**RECORDED INFORMATION:**
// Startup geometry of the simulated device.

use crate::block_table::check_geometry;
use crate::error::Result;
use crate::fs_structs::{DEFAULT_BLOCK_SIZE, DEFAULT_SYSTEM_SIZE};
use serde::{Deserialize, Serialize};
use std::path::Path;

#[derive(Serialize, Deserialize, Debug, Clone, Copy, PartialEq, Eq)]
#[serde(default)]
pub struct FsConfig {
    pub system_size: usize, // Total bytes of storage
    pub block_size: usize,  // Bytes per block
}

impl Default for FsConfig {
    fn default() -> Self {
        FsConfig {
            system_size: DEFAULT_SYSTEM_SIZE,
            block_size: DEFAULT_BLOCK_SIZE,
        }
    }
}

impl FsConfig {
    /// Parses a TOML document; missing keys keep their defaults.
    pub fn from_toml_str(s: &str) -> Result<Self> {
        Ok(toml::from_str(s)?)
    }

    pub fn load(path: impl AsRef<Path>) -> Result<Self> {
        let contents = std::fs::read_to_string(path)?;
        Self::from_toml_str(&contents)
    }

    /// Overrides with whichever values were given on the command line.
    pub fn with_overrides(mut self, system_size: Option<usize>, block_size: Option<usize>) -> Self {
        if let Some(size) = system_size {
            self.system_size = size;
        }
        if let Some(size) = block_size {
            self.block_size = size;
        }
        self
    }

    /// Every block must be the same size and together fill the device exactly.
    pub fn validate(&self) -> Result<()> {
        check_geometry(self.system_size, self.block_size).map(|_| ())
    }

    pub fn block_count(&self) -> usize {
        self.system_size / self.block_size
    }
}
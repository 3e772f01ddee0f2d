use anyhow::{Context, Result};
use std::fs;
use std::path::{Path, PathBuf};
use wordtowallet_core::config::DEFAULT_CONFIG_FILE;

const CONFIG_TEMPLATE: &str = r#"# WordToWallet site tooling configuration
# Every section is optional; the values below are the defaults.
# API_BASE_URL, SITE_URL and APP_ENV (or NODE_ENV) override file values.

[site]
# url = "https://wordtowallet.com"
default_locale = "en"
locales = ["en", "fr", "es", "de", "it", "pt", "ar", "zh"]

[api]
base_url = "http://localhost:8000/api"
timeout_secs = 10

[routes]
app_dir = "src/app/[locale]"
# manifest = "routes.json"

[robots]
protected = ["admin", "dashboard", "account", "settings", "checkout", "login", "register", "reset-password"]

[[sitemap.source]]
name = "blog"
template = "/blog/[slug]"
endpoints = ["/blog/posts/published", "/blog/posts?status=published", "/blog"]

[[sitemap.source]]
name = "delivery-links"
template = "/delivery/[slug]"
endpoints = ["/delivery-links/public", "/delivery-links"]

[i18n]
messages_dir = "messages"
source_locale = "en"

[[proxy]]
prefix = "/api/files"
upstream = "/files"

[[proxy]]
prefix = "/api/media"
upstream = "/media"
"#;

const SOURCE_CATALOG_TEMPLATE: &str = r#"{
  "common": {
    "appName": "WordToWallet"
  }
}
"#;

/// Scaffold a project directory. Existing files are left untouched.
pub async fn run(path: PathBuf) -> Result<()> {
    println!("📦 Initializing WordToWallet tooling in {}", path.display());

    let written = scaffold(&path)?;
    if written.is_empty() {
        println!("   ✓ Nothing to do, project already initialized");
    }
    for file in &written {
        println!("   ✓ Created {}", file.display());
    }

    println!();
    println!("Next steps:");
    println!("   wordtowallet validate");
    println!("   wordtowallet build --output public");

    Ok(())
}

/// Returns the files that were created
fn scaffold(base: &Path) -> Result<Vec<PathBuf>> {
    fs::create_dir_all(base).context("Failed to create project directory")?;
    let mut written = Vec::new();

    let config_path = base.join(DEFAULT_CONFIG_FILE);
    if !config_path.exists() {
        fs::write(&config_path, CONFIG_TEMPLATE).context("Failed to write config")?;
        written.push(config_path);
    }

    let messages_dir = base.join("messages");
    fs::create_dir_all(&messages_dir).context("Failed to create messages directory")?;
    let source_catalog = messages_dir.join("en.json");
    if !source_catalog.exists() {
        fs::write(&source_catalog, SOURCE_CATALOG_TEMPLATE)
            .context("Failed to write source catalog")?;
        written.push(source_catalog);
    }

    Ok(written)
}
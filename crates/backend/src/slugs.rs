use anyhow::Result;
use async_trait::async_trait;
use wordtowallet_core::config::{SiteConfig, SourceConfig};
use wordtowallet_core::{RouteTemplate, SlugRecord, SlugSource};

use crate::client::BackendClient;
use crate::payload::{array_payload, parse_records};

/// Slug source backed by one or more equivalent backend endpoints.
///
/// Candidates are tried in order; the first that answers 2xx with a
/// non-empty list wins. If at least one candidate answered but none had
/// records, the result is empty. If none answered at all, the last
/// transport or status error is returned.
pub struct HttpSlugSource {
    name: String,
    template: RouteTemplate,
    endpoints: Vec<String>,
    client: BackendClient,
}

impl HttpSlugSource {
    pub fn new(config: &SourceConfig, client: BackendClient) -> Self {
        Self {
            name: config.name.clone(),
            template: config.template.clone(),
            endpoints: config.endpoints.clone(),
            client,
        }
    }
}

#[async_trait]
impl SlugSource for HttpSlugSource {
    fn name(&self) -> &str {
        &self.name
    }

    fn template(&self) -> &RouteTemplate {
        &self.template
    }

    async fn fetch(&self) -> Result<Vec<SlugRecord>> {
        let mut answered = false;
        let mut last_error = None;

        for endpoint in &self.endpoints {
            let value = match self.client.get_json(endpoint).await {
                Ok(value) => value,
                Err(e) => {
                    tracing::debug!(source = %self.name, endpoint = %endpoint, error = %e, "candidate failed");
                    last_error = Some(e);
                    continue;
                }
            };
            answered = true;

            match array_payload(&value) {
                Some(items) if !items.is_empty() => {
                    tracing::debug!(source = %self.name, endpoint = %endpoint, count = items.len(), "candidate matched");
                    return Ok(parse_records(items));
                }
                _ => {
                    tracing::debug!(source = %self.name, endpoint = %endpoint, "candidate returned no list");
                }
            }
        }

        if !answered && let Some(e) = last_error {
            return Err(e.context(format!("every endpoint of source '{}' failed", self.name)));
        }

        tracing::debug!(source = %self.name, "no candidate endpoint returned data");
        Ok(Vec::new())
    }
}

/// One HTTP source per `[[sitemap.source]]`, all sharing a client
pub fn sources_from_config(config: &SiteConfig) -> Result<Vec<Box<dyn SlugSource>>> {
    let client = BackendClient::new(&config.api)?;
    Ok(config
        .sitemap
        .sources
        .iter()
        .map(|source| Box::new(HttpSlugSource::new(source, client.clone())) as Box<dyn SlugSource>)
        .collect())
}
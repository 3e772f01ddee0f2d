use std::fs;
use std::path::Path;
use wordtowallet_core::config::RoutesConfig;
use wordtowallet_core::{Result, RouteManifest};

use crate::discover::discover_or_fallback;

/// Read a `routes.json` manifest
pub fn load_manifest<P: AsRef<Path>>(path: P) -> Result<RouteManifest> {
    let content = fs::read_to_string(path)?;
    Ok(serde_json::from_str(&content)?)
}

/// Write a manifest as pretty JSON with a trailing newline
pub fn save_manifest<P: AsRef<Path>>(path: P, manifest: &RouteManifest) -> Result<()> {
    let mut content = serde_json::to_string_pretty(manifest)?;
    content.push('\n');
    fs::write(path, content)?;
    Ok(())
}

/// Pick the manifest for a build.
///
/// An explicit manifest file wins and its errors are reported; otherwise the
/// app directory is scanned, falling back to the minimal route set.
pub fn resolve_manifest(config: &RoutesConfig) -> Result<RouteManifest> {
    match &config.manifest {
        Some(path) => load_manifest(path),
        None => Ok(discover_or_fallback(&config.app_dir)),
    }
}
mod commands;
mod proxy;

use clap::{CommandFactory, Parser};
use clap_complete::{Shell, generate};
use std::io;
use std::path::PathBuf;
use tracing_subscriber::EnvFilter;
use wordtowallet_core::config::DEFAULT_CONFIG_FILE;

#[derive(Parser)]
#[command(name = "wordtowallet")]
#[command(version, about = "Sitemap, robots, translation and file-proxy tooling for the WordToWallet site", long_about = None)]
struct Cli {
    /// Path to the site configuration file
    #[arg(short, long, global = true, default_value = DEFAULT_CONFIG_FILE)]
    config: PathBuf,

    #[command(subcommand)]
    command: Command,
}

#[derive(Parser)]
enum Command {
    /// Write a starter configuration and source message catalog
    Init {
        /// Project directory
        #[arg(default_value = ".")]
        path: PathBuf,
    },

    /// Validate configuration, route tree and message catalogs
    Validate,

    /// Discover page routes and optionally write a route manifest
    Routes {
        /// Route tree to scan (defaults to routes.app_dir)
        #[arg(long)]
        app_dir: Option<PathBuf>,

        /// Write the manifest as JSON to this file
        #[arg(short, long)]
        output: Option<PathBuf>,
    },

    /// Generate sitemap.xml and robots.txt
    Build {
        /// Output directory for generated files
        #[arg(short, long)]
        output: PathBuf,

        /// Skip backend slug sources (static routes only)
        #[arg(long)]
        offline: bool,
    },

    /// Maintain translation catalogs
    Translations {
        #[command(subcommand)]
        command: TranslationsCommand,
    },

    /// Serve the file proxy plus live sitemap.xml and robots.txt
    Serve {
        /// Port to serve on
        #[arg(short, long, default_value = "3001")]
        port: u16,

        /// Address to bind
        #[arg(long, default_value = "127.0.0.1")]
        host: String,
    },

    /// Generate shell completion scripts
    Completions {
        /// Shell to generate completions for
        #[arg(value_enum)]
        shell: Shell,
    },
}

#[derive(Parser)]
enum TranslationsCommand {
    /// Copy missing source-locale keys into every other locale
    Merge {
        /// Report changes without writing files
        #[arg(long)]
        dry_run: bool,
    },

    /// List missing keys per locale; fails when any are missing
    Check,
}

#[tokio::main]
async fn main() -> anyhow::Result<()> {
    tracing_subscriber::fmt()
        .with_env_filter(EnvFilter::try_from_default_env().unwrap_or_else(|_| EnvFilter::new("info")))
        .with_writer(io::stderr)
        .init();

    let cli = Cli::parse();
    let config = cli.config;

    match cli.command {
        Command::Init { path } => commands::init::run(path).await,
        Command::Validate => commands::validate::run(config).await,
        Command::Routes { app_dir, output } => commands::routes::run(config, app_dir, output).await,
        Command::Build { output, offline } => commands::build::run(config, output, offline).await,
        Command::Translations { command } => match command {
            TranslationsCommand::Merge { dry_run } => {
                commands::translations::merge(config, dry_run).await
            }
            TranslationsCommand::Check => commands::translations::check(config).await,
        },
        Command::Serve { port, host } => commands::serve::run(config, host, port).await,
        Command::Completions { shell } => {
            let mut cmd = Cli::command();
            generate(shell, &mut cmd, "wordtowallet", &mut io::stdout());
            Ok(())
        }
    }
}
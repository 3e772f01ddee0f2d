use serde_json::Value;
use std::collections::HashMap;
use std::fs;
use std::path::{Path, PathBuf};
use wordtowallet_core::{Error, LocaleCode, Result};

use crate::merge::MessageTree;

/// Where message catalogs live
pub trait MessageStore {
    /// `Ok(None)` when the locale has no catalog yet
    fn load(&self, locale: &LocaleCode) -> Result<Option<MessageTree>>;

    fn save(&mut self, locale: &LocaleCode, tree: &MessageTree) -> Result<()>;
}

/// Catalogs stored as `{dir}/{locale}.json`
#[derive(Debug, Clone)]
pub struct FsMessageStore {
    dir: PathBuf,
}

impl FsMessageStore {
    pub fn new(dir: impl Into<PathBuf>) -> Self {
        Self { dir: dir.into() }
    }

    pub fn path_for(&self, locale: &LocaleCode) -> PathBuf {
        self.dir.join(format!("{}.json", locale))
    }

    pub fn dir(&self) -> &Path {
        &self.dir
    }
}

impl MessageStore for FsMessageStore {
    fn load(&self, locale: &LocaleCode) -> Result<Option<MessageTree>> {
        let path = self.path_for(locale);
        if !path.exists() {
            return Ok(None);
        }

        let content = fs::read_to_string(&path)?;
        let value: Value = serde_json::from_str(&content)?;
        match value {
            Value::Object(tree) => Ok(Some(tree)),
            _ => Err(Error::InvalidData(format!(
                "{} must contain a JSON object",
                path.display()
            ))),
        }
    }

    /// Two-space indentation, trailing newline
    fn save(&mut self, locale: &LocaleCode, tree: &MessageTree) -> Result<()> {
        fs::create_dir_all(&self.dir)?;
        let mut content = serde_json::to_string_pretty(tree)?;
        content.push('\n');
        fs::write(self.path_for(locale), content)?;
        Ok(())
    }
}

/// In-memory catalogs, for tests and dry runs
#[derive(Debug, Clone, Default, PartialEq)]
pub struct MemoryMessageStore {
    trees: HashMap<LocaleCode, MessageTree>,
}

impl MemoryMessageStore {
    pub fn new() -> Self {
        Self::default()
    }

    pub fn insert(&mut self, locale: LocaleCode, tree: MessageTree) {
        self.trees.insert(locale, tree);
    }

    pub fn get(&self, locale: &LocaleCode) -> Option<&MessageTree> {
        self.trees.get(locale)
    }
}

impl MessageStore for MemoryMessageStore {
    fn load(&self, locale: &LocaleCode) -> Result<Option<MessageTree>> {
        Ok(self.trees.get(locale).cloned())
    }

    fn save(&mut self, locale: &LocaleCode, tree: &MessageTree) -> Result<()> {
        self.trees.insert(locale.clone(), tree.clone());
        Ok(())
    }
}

**EXERCISE DIRECTIONS:**
Search the entries above for the string "AsRef". Copy each line that holds it.

**COMPLETED EXERCISE:**
    pub fn load(path: impl AsRef<Path>) -> Result<Self> {
pub fn load_manifest<P: AsRef<Path>>(path: P) -> Result<RouteManifest> {
pub fn save_manifest<P: AsRef<Path>>(path: P, manifest: &RouteManifest) -> Result<()> {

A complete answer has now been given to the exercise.